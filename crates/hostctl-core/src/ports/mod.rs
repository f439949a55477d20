//! Port definitions (trait abstractions) for external systems.
//!
//! Ports define the interfaces that the core domain expects from infrastructure.
//! They contain no implementation details and use only domain types.
//!
//! # Design Rules
//!
//! - No process or filesystem types in any signature
//! - One-shot commands go through `CommandRunner`; long-lived processes
//!   are a runtime concern
//! - Storage is an opaque byte-oriented key-value map

pub mod command_runner;
pub mod kv_store;
pub mod token_verifier;

use thiserror::Error;

pub use command_runner::{CommandOutput, CommandRunner};
pub use kv_store::KeyValueStore;
pub use token_verifier::{StaticTokenVerifier, TokenVerifier};

#[cfg(any(test, feature = "test-utils"))]
pub use command_runner::MockCommandRunner;
#[cfg(any(test, feature = "test-utils"))]
pub use kv_store::MockKeyValueStore;

/// Errors raised by durable storage.
#[derive(Debug, Clone, Error)]
pub enum StoreError {
    /// Underlying storage could not be read or written.
    #[error("Storage I/O error: {0}")]
    Io(String),

    /// A stored value could not be encoded or decoded.
    #[error("Serialization error: {0}")]
    Serialization(String),
}

/// Errors for process spawning, streaming, and job tracking.
#[derive(Debug, Clone, Error)]
pub enum StreamError {
    /// The executable is missing, not permitted, or the source is unavailable.
    #[error("Failed to spawn {command}: {reason}")]
    Spawn { command: String, reason: String },

    /// The process or channel has already terminated.
    #[error("Closed: {0}")]
    Closed(String),

    /// The subscriber fell too far behind and was disconnected.
    #[error("Subscriber {subscriber} disconnected: consumer too slow")]
    SlowConsumer { subscriber: u64 },

    /// No session or job with this identifier.
    #[error("Not found: {0}")]
    NotFound(String),

    /// A target name or job request was rejected before any process started.
    #[error("Invalid target: {0}")]
    InvalidTarget(String),

    #[error(transparent)]
    Store(#[from] StoreError),

    /// I/O failure on an already running process.
    #[error("I/O error: {0}")]
    Io(String),
}

impl StreamError {
    pub fn spawn(command: impl Into<String>, reason: impl std::fmt::Display) -> Self {
        Self::Spawn {
            command: command.into(),
            reason: reason.to_string(),
        }
    }
}

impl From<std::io::Error> for StreamError {
    fn from(err: std::io::Error) -> Self {
        Self::Io(err.to_string())
    }
}

/// Core error type for semantic domain errors.
///
/// Adapters map this to their own error types (HTTP status codes, CLI exit
/// codes).
#[derive(Debug, Error)]
pub enum CoreError {
    #[error(transparent)]
    Stream(#[from] StreamError),

    #[error(transparent)]
    Store(#[from] StoreError),

    /// Settings validation error.
    #[error(transparent)]
    Settings(#[from] crate::settings::SettingsError),

    /// Path resolution error.
    #[error(transparent)]
    Path(#[from] crate::paths::PathError),

    /// Validation error (invalid input).
    #[error("Validation error: {0}")]
    Validation(String),

    /// Internal error (unexpected condition).
    #[error("Internal error: {0}")]
    Internal(String),
}

#[cfg(test)]
mod tests {
    use super::*;

    #[test]
    fn spawn_error_names_command() {
        let err = StreamError::spawn("journalctl", "No such file or directory");
        assert_eq!(
            err.to_string(),
            "Failed to spawn journalctl: No such file or directory"
        );
    }

    #[test]
    fn store_errors_convert_into_stream_errors() {
        let err: StreamError = StoreError::Io("disk full".into()).into();
        assert!(matches!(err, StreamError::Store(StoreError::Io(_))));
    }
}
//! Root CLI structure and global options.

use std::path::PathBuf;

use clap::Parser;

use crate::commands::Commands;

/// Host control plane: shared log streams, terminals and background jobs.
#[derive(Parser)]
#[command(name = "hostctl")]
#[command(about = "Stream host logs, terminals and background jobs to the browser")]
#[command(version)]
pub struct Cli {
    /// Override the data directory for this invocation
    #[arg(long = "data-dir", global = true, env = "HOSTCTL_DATA_DIR")]
    pub data_dir: Option<PathBuf>,

    /// JSON settings file merged over the defaults
    #[arg(long, global = true)]
    pub settings: Option<PathBuf>,

    /// Enable verbose/debug output
    #[arg(short = 'v', long = "verbose", global = true)]
    pub verbose: bool,

    #[command(subcommand)]
    pub command: Option<Commands>,
}

#[cfg(test)]
mod tests {
    use super::*;
    use crate::commands::JobCommand;
    use clap::CommandFactory;

    #[test]
    fn test_cli_parser_builds() {
        Cli::command().debug_assert();
    }

    #[test]
    fn test_global_args() {
        let cli = Cli::parse_from([
            "hostctl",
            "--verbose",
            "--data-dir",
            "/tmp/hostctl",
            "jobs",
            "list",
        ]);
        assert!(cli.verbose);
        assert_eq!(cli.data_dir, Some(PathBuf::from("/tmp/hostctl")));
        assert!(matches!(
            cli.command,
            Some(Commands::Jobs {
                command: JobCommand::List
            })
        ));
    }

    #[test]
    fn test_serve_flags() {
        let cli = Cli::parse_from([
            "hostctl",
            "serve",
            "--port",
            "9000",
            "--host",
            "0.0.0.0",
            "--allow-origin",
            "https://a.example",
            "--allow-origin",
            "https://b.example",
        ]);
        let Some(Commands::Serve {
            host,
            port,
            allow_origin,
            ..
        }) = cli.command
        else {
            panic!("expected serve");
        };
        assert_eq!(port, 9000);
        assert_eq!(host.to_string(), "0.0.0.0");
        assert_eq!(allow_origin.len(), 2);
    }

    #[test]
    fn test_job_id_is_required() {
        assert!(Cli::try_parse_from(["hostctl", "jobs", "cancel"]).is_err());
        let cli = Cli::try_parse_from(["hostctl", "jobs", "cancel", "job-1"]).unwrap();
        assert!(matches!(
            cli.command,
            Some(Commands::Jobs {
                command: JobCommand::Cancel { ref id }
            }) if id == "job-1"
        ));
    }
}
//! One-shot command execution port.
//!
//! Used for cheap upfront probes (counting archive entries, listing files).
//! Long-lived processes never go through this port.

use async_trait::async_trait;

use super::StreamError;

/// Captured result of a command that ran to completion.
#[derive(Debug, Clone, Default, PartialEq, Eq)]
pub struct CommandOutput {
    pub stdout: String,
    pub stderr: String,
    /// `None` when the process was terminated by a signal
    pub exit_code: Option<i32>,
}

impl CommandOutput {
    #[must_use]
    pub const fn success(&self) -> bool {
        matches!(self.exit_code, Some(0))
    }

    /// Number of non-empty stdout lines.
    #[must_use]
    pub fn count_lines(&self) -> u64 {
        self.stdout.lines().filter(|l| !l.trim().is_empty()).count() as u64
    }
}

/// Runs a command to completion and captures its output.
#[cfg_attr(any(test, feature = "test-utils"), mockall::automock)]
#[async_trait]
pub trait CommandRunner: Send + Sync {
    /// Run `command` with `args`.
    ///
    /// A non-zero exit is not an error; inspect `exit_code`. An error means
    /// the command could not be started at all.
    async fn run(&self, command: &str, args: &[String]) -> Result<CommandOutput, StreamError>;
}
//! Path-related error types.

use std::path::PathBuf;
use thiserror::Error;

/// Errors that can occur during path resolution and directory operations.
#[derive(Debug, Error)]
pub enum PathError {
    /// Could not determine the system data directory.
    #[error("Cannot determine system data directory")]
    NoDataDir,

    /// A path was expected to be a directory but was not.
    #[error("{0} exists but is not a directory")]
    NotADirectory(PathBuf),

    /// Failed to create a directory.
    #[error("Failed to create directory {path}: {reason}")]
    CreateFailed { path: PathBuf, reason: String },
}
//! Axum web adapter for hostctl.
//!
//! Exposes the session registry and the job tracker over HTTP:
//! SSE for log and job-output streams, a WebSocket for terminals, and
//! plain JSON routes for job control and session listing.

pub mod auth;
pub mod bootstrap;
pub mod error;
pub mod handlers;
pub mod routes;
pub mod sse;
pub mod state;

// Re-export primary types
pub use bootstrap::{AxumContext, CorsConfig, ServerConfig, bootstrap, start_server};
pub use error::HttpError;
pub use routes::create_router;
pub use state::AppState;
//! Data root resolution.

use std::env;
use std::fs;
use std::path::{Path, PathBuf};

use super::error::PathError;

/// Environment variable overriding the data root.
pub const DATA_DIR_ENV: &str = "HOSTCTL_DATA_DIR";

/// Get the root directory for application data.
///
/// Resolution order:
/// 1. `HOSTCTL_DATA_DIR` environment variable
/// 2. System data directory (e.g., `~/.local/share/hostctl`)
///
/// The directory is created if it does not exist.
pub fn data_root() -> Result<PathBuf, PathError> {
    let root = resolve_data_root(env::var(DATA_DIR_ENV).ok().as_deref(), dirs::data_local_dir())?;
    ensure_directory(&root)?;
    Ok(root)
}

/// Pure resolution step of [`data_root`], without touching the filesystem.
pub fn resolve_data_root(
    override_dir: Option<&str>,
    system_dir: Option<PathBuf>,
) -> Result<PathBuf, PathError> {
    if let Some(path) = override_dir.map(str::trim).filter(|p| !p.is_empty()) {
        return Ok(PathBuf::from(path));
    }
    system_dir
        .map(|dir| dir.join("hostctl"))
        .ok_or(PathError::NoDataDir)
}

/// Directory for background job records and artifacts.
pub fn jobs_dir(root: &Path) -> PathBuf {
    root.join("jobs")
}

/// Directory for the control process's own log files.
pub fn logs_dir(root: &Path) -> PathBuf {
    root.join("logs")
}

/// Create `path` (and parents) unless it already exists as a directory.
pub fn ensure_directory(path: &Path) -> Result<(), PathError> {
    if path.exists() {
        if !path.is_dir() {
            return Err(PathError::NotADirectory(path.to_path_buf()));
        }
        return Ok(());
    }
    fs::create_dir_all(path).map_err(|e| PathError::CreateFailed {
        path: path.to_path_buf(),
        reason: e.to_string(),
    })
}
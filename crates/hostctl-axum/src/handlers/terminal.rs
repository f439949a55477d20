//! WebSocket terminal.
//!
//! | Direction | Frame | Content |
//! |---|---|---|
//! | Client → Server | Text | `{"type":"input","data":"ls\r"}` |
//! | Client → Server | Text | `{"type":"resize","cols":120,"rows":40}` |
//! | Client → Server | Binary | raw keystrokes |
//! | Server → Client | Binary | raw terminal output |
//!
//! The socket is closed when the shell exits; the shell is killed when the
//! socket closes.

use std::sync::Arc;

use axum::extract::ws::{Message, WebSocket, WebSocketUpgrade};
use axum::extract::{Query, State};
use axum::response::{IntoResponse, Response};
use futures_util::{SinkExt, StreamExt};
use hostctl_runtime::{TerminalOptions, TerminalSession};
use serde::Deserialize;
use tracing::{debug, info, warn};

use crate::error::HttpError;
use crate::state::AppState;

#[derive(Debug, Default, Deserialize)]
pub struct TerminalQuery {
    pub cols: Option<u16>,
    pub rows: Option<u16>,
}

/// Control frames sent by the browser as text.
#[derive(Debug, Deserialize, PartialEq, Eq)]
#[serde(tag = "type", rename_all = "camelCase")]
pub enum ClientFrame {
    Input { data: String },
    Resize { cols: u16, rows: u16 },
}

/// `GET /api/terminal?cols=&rows=`
///
/// The shell is started before the upgrade so a failure is reported as a
/// plain HTTP error.
pub async fn connect(
    ws: WebSocketUpgrade,
    State(state): State<AppState>,
    Query(query): Query<TerminalQuery>,
) -> Result<Response, HttpError> {
    let session = state.sessions.open_terminal(TerminalOptions {
        cols: query.cols,
        rows: query.rows,
        ..TerminalOptions::default()
    })?;
    Ok(ws
        .on_upgrade(move |socket| run_terminal(socket, session))
        .into_response())
}

async fn run_terminal(socket: WebSocket, session: TerminalSession) {
    let Some(mut output) = session.output() else {
        warn!(session = %session.id(), "Terminal output already taken");
        return;
    };
    let session = Arc::new(session);
    info!(session = %session.id(), pid = ?session.pid(), "Terminal attached");

    let (mut ws_sender, mut ws_receiver) = socket.split();

    // Shell output → browser. Ends when the shell exits.
    let mut egress = tokio::spawn(async move {
        while let Some(chunk) = output.recv().await {
            if ws_sender.send(Message::Binary(chunk.data)).await.is_err() {
                return;
            }
        }
        let _ = ws_sender.send(Message::Close(None)).await;
    });

    // Browser → shell.
    let input_session = Arc::clone(&session);
    let mut ingest = tokio::spawn(async move {
        while let Some(Ok(msg)) = ws_receiver.next().await {
            let result = match msg {
                Message::Binary(data) => input_session.write(data).await,
                Message::Text(text) => match serde_json::from_str::<ClientFrame>(text.as_str()) {
                    Ok(ClientFrame::Input { data }) => input_session.write(data).await,
                    Ok(ClientFrame::Resize { cols, rows }) => input_session.resize(cols, rows),
                    Err(e) => {
                        debug!(error = %e, "Ignoring malformed terminal frame");
                        Ok(())
                    }
                },
                Message::Close(_) => break,
                Message::Ping(_) | Message::Pong(_) => Ok(()),
            };
            if let Err(e) = result {
                debug!(error = %e, "Terminal input rejected");
                break;
            }
        }
    });

    tokio::select! {
        _ = &mut ingest => { egress.abort(); }
        _ = &mut egress => { ingest.abort(); }
    }

    session.close();
    info!(session = %session.id(), state = ?session.state(), "Terminal detached");
}

#[cfg(test)]
mod tests {
    use super::*;

    #[test]
    fn parses_client_frames() {
        assert_eq!(
            serde_json::from_str::<ClientFrame>(r#"{"type":"input","data":"ls\r"}"#).unwrap(),
            ClientFrame::Input { data: "ls\r".into() }
        );
        assert_eq!(
            serde_json::from_str::<ClientFrame>(r#"{"type":"resize","cols":120,"rows":40}"#)
                .unwrap(),
            ClientFrame::Resize { cols: 120, rows: 40 }
        );
        assert!(serde_json::from_str::<ClientFrame>(r#"{"type":"bogus"}"#).is_err());
    }
}
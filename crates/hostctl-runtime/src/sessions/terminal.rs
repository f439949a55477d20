//! Interactive shell sessions.

use std::path::PathBuf;
use std::sync::atomic::{AtomicBool, Ordering};
use std::sync::{Arc, Weak};

use bytes::Bytes;
use hostctl_core::{SessionId, StreamError};
use serde::Deserialize;

use super::registry::RegistryInner;
use crate::process::{ProcessHandle, ProcessOutput, ProcessSignal, ProcessState};

/// Overrides for a new terminal. Unset fields use the registry defaults.
#[derive(Debug, Clone, Default, PartialEq, Eq, Deserialize)]
pub struct TerminalOptions {
    pub cols: Option<u16>,
    pub rows: Option<u16>,
    pub shell: Option<String>,
    pub cwd: Option<PathBuf>,
}

impl TerminalOptions {
    pub const fn with_size(cols: u16, rows: u16) -> Self {
        Self {
            cols: Some(cols),
            rows: Some(rows),
            shell: None,
            cwd: None,
        }
    }
}

/// One client's shell. Never shared.
///
/// Closing or dropping the session kills the shell immediately.
pub struct TerminalSession {
    id: SessionId,
    handle: Arc<ProcessHandle>,
    registry: Weak<RegistryInner>,
    closed: AtomicBool,
}

impl TerminalSession {
    pub(super) const fn new(
        id: SessionId,
        handle: Arc<ProcessHandle>,
        registry: Weak<RegistryInner>,
    ) -> Self {
        Self {
            id,
            handle,
            registry,
            closed: AtomicBool::new(false),
        }
    }

    pub const fn id(&self) -> &SessionId {
        &self.id
    }

    pub fn pid(&self) -> Option<u32> {
        self.handle.pid()
    }

    /// Raw terminal output. Only the first call returns `Some`.
    pub fn output(&self) -> Option<ProcessOutput> {
        self.handle.take_output()
    }

    /// Send keystrokes to the shell.
    pub async fn write(&self, bytes: impl Into<Bytes>) -> Result<(), StreamError> {
        self.handle.write(bytes).await
    }

    pub fn resize(&self, cols: u16, rows: u16) -> Result<(), StreamError> {
        self.handle.resize(cols.max(1), rows.max(1))
    }

    pub fn state(&self) -> ProcessState {
        self.handle.state()
    }

    /// Resolve when the shell has exited or was killed.
    pub async fn wait(&self) -> ProcessState {
        self.handle.wait().await
    }

    /// Kill the shell and deregister the session. Idempotent.
    pub fn close(&self) {
        if self.closed.swap(true, Ordering::AcqRel) {
            return;
        }
        self.handle.kill(ProcessSignal::SIGKILL);
        if let Some(inner) = self.registry.upgrade() {
            inner.remove_terminal(&self.id);
        }
    }
}

impl std::fmt::Debug for TerminalSession {
    fn fmt(&self, f: &mut std::fmt::Formatter<'_>) -> std::fmt::Result {
        f.debug_struct("TerminalSession")
            .field("id", &self.id)
            .field("pid", &self.handle.pid())
            .field("closed", &self.closed.load(Ordering::Relaxed))
            .finish()
    }
}

impl Drop for TerminalSession {
    fn drop(&mut self) {
        self.close();
    }
}
//! Fan-out channel with per-subscriber bounded queues.
//!
//! Unlike `tokio::sync::broadcast`, a lagging receiver here is not skipped
//! forward silently: it is disconnected and told why, while every other
//! subscriber keeps receiving the full sequence. Publishing never waits on a
//! subscriber.

use std::collections::{HashMap, VecDeque};
use std::pin::Pin;
use std::sync::atomic::{AtomicBool, Ordering};
use std::sync::{Arc, Mutex as StdMutex, MutexGuard, Weak};
use std::task::{Context, Poll};

use futures_core::Stream;
use futures_util::StreamExt;
use hostctl_core::StreamError;
use tokio::sync::mpsc;
use tokio::sync::mpsc::error::TrySendError;
use tracing::{debug, warn};

struct SubscriberSlot<T> {
    tx: mpsc::Sender<T>,
    lagged: Arc<AtomicBool>,
}

struct Inner<T> {
    subscribers: HashMap<u64, SubscriberSlot<T>>,
    history: VecDeque<T>,
    history_cap: usize,
    queue_cap: usize,
    next_id: u64,
    closed: bool,
}

/// Multi-subscriber channel preserving publish order for every subscriber.
pub struct Broadcast<T> {
    inner: Arc<StdMutex<Inner<T>>>,
}

impl<T> Clone for Broadcast<T> {
    fn clone(&self) -> Self {
        Self {
            inner: Arc::clone(&self.inner),
        }
    }
}

impl<T> std::fmt::Debug for Broadcast<T> {
    fn fmt(&self, f: &mut std::fmt::Formatter<'_>) -> std::fmt::Result {
        f.debug_struct("Broadcast")
            .field("subscribers", &self.subscriber_count())
            .field("closed", &self.is_closed())
            .finish()
    }
}

fn lock<T>(inner: &StdMutex<Inner<T>>) -> MutexGuard<'_, Inner<T>> {
    // Fan-out never panics while holding the lock; recover the data if a
    // subscriber's Clone impl ever does.
    inner.lock().unwrap_or_else(std::sync::PoisonError::into_inner)
}

impl<T: Clone + Send + 'static> Broadcast<T> {
    /// Create a channel.
    ///
    /// `queue_cap` is the per-subscriber backlog before it counts as slow;
    /// `history_cap` is how many recent items are kept for late subscribers
    /// (0 disables history).
    pub fn new(queue_cap: usize, history_cap: usize) -> Self {
        Self {
            inner: Arc::new(StdMutex::new(Inner {
                subscribers: HashMap::new(),
                history: VecDeque::with_capacity(history_cap.min(1024)),
                history_cap,
                queue_cap: queue_cap.max(1),
                next_id: 1,
                closed: false,
            })),
        }
    }

    /// Subscribe to items published from now on.
    pub fn subscribe(&self) -> Subscription<T> {
        self.subscribe_with_history(0)
    }

    /// Subscribe and first receive up to `n` of the most recent items.
    ///
    /// The snapshot and the registration happen under one lock, so the
    /// replayed items are followed by live items without gaps or repeats.
    pub fn subscribe_with_history(&self, n: usize) -> Subscription<T> {
        let mut inner = lock(&self.inner);
        let skip = inner.history.len().saturating_sub(n);
        let replay: VecDeque<T> = inner.history.iter().skip(skip).cloned().collect();

        let id = inner.next_id;
        inner.next_id += 1;
        let lagged = Arc::new(AtomicBool::new(false));
        let (tx, rx) = mpsc::channel(inner.queue_cap);
        let done = inner.closed;
        if !done {
            inner.subscribers.insert(
                id,
                SubscriberSlot {
                    tx,
                    lagged: Arc::clone(&lagged),
                },
            );
        }
        debug!(subscriber = id, replay = replay.len(), "Subscriber attached");

        Subscription {
            id,
            rx,
            replay,
            lagged,
            channel: Arc::downgrade(&self.inner),
            done,
        }
    }

    /// Deliver `item` to every subscriber without waiting.
    ///
    /// A subscriber whose queue is full is disconnected. Returns how many
    /// subscribers received the item.
    pub fn publish(&self, item: T) -> usize {
        let mut inner = lock(&self.inner);
        if inner.closed {
            return 0;
        }
        if inner.history_cap > 0 {
            if inner.history.len() >= inner.history_cap {
                inner.history.pop_front();
            }
            inner.history.push_back(item.clone());
        }

        let mut delivered = 0;
        inner.subscribers.retain(|id, slot| match slot.tx.try_send(item.clone()) {
            Ok(()) => {
                delivered += 1;
                true
            }
            Err(TrySendError::Full(_)) => {
                warn!(subscriber = id, "Disconnecting slow subscriber");
                slot.lagged.store(true, Ordering::Release);
                false
            }
            Err(TrySendError::Closed(_)) => false,
        });
        delivered
    }

    /// End every subscription normally. Later publishes are dropped.
    pub fn close(&self) {
        let mut inner = lock(&self.inner);
        if inner.closed {
            return;
        }
        inner.closed = true;
        let count = inner.subscribers.len();
        inner.subscribers.clear();
        debug!(subscribers = count, "Broadcast closed");
    }

    /// Copy of the retained history, oldest first.
    pub fn history(&self) -> Vec<T> {
        lock(&self.inner).history.iter().cloned().collect()
    }
}

impl<T> Broadcast<T> {
    pub fn is_closed(&self) -> bool {
        lock(&self.inner).closed
    }

    pub fn subscriber_count(&self) -> usize {
        lock(&self.inner).subscribers.len()
    }
}

/// Receiving end of a [`Broadcast`].
///
/// Yields `Ok(item)` in publish order. If the subscriber fell behind it
/// yields a single `Err(StreamError::SlowConsumer)` after the items it did
/// receive, then ends. Dropping it unsubscribes.
pub struct Subscription<T> {
    id: u64,
    rx: mpsc::Receiver<T>,
    replay: VecDeque<T>,
    lagged: Arc<AtomicBool>,
    channel: Weak<StdMutex<Inner<T>>>,
    done: bool,
}

impl<T> Unpin for Subscription<T> {}

impl<T> Subscription<T> {
    pub const fn id(&self) -> u64 {
        self.id
    }

    /// Detach from the channel. Safe to call more than once.
    pub fn unsubscribe(&mut self) {
        if let Some(channel) = self.channel.upgrade() {
            lock(&channel).subscribers.remove(&self.id);
        }
        self.channel = Weak::new();
        self.rx.close();
    }

    /// Next item, error, or `None` once the subscription ended.
    pub async fn recv(&mut self) -> Option<Result<T, StreamError>> {
        self.next().await
    }
}

impl<T> Stream for Subscription<T> {
    type Item = Result<T, StreamError>;

    fn poll_next(mut self: Pin<&mut Self>, cx: &mut Context<'_>) -> Poll<Option<Self::Item>> {
        if let Some(item) = self.replay.pop_front() {
            return Poll::Ready(Some(Ok(item)));
        }
        if self.done {
            return Poll::Ready(None);
        }
        match self.rx.poll_recv(cx) {
            Poll::Ready(Some(item)) => Poll::Ready(Some(Ok(item))),
            Poll::Ready(None) => {
                self.done = true;
                if self.lagged.load(Ordering::Acquire) {
                    Poll::Ready(Some(Err(StreamError::SlowConsumer {
                        subscriber: self.id,
                    })))
                } else {
                    Poll::Ready(None)
                }
            }
            Poll::Pending => Poll::Pending,
        }
    }
}

impl<T> Drop for Subscription<T> {
    fn drop(&mut self) {
        self.unsubscribe();
    }
}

###

▶ [TASK REQUIREMENTS] Only those lines of the entries above that run from the line containing "expects from infrastructure." to the line containing "pub fn spawn(command: impl", both included, should be transcribed exactly.

▶ [RESPONSE TO THIS TASK]
//! Ports define the interfaces that the core domain expects from infrastructure.
//! They contain no implementation details and use only domain types.
//!
//! # Design Rules
//!
//! - No process or filesystem types in any signature
//! - One-shot commands go through `CommandRunner`; long-lived processes
//!   are a runtime concern
//! - Storage is an opaque byte-oriented key-value map

pub mod command_runner;
pub mod kv_store;
pub mod token_verifier;

use thiserror::Error;

pub use command_runner::{CommandOutput, CommandRunner};
pub use kv_store::KeyValueStore;
pub use token_verifier::{StaticTokenVerifier, TokenVerifier};

#[cfg(any(test, feature = "test-utils"))]
pub use command_runner::MockCommandRunner;
#[cfg(any(test, feature = "test-utils"))]
pub use kv_store::MockKeyValueStore;

/// Errors raised by durable storage.
#[derive(Debug, Clone, Error)]
pub enum StoreError {
    /// Underlying storage could not be read or written.
    #[error("Storage I/O error: {0}")]
    Io(String),

    /// A stored value could not be encoded or decoded.
    #[error("Serialization error: {0}")]
    Serialization(String),
}

/// Errors for process spawning, streaming, and job tracking.
#[derive(Debug, Clone, Error)]
pub enum StreamError {
    /// The executable is missing, not permitted, or the source is unavailable.
    #[error("Failed to spawn {command}: {reason}")]
    Spawn { command: String, reason: String },

    /// The process or channel has already terminated.
    #[error("Closed: {0}")]
    Closed(String),

    /// The subscriber fell too far behind and was disconnected.
    #[error("Subscriber {subscriber} disconnected: consumer too slow")]
    SlowConsumer { subscriber: u64 },

    /// No session or job with this identifier.
    #[error("Not found: {0}")]
    NotFound(String),

    /// A target name or job request was rejected before any process started.
    #[error("Invalid target: {0}")]
    InvalidTarget(String),

    #[error(transparent)]
    Store(#[from] StoreError),

    /// I/O failure on an already running process.
    #[error("I/O error: {0}")]
    Io(String),
}

impl StreamError {
    pub fn spawn(command: impl Into<String>, reason: impl std::fmt::Display) -> Self {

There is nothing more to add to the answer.